Em Bragança, em Trás-os-Montes, não faltam elementos iconográficos relativos à morte e a mortos que conseguiram salvar-se do anonimato, as suas representações deviam ajudar os professores a melhor explicarem os programas. Sim, eu sei, consagrar atenção à morte fora do âmbito individual pode merecer críticas, dizer-se ser ideia abstrusa, interessar em primeiro lugar a criatividade óbvia da vida, colocar nos braços dos poetas, dos dramaturgos, dos romancistas, dos escultores, pintores, e tutti-quanti das artes, da sétima, o tema da morte.
Discordo. Já escrevi, gosto de perceber as localidades visitando os cemitérios, uns simples, outros repletos de ostentação e bazófias. E, no entanto, todos nos ensinam.
Também a Antígona nos ensina a honrar os mortos ao tratar do corpo do seu irmão morto pelo irmão, numa luta feroz entre irmãos, cujo móbil era o trono de Tebas (julgo na errar ao escrever que o bragançano Paulo Quintela encenou a peça de Sófocles, e a vinhaense de Sobreiró de Cima, Elza Fernandes (Chambel, apelido do marido) interpretou brilhantemente a heroína capaz de enfrentar a lei dos cúpidos humanos, defendo o direito de enterrar condignamente o irmão que integrava o núcleo dos vencidos.
A História explica as causas de não haver piedade para os vencidos, no cromático México o dia da exaltação dos mortos é estridente, festivo, de «comunhão» com os vivos, para lá do espectáculo os vínculos com os desaparecidos são fortes, daí as garridas convivialidades.
No Ocidente a cultura do efémero não favorece a comemoração de efemeridades dolorosas, os ocupantes voláteis, inevitavelmente, o choque é inevitável, já nem aludo ao das civilizações, refiro-me à consequente perda de identidades levando à natural «desconfiança» entre os de ontem e os de agora.
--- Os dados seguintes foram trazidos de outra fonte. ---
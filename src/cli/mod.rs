//! CLI interface and argument parsing
//!
//! This module handles command-line interface parsing, help generation,
//! the `--info` search report and shell completion.

pub mod app;

// Re-export main types
pub use app::*;
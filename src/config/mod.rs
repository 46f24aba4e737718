//! Taskfile discovery, settings and loading
//!
//! This module finds the active Taskfile, reads launcher settings from the
//! environment, and parses the task table out of the file.

pub mod locate;
pub mod parse;
pub mod settings;
pub mod types;

// Re-export main types
pub use locate::*;
pub use parse::*;
pub use settings::*;
pub use types::*;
Ora, se as representações simbólicas da tristeza, do luto, da dor, da morte, são postergadas, cria-se uma animosidade muda a favorecer o corte epistémico favorecido pela dicotomia urbano/rural, idoso/jovem, mãos calejadas/mãos níveas, reserva/farândola.
O meu De Profundis principiou antes da evocação dos Finados, deixo neste artigo inquietações geradas pelas tribulações sofridas nos últimos tempos, não são desabafos, são as ditas inquietações a que procuro responder procurando consolo na leitura de meditações e aforismos de múltiplas latitudes e atitudes.
O dia está a esvaziar-se, a televisão transmite imagens de feroz violência numa rua de Coimbra, junto a uma discoteca lisboeta, o meu íntimo constitui o palco onde sou actor impotente contra as selvajarias e espectador de que gostava de tomar a seu cargo a aplicação da justiça e consolar os ofendidos. Debalde, fica a indignação a não turvar a imagem no espelho da consciência. De Profundis.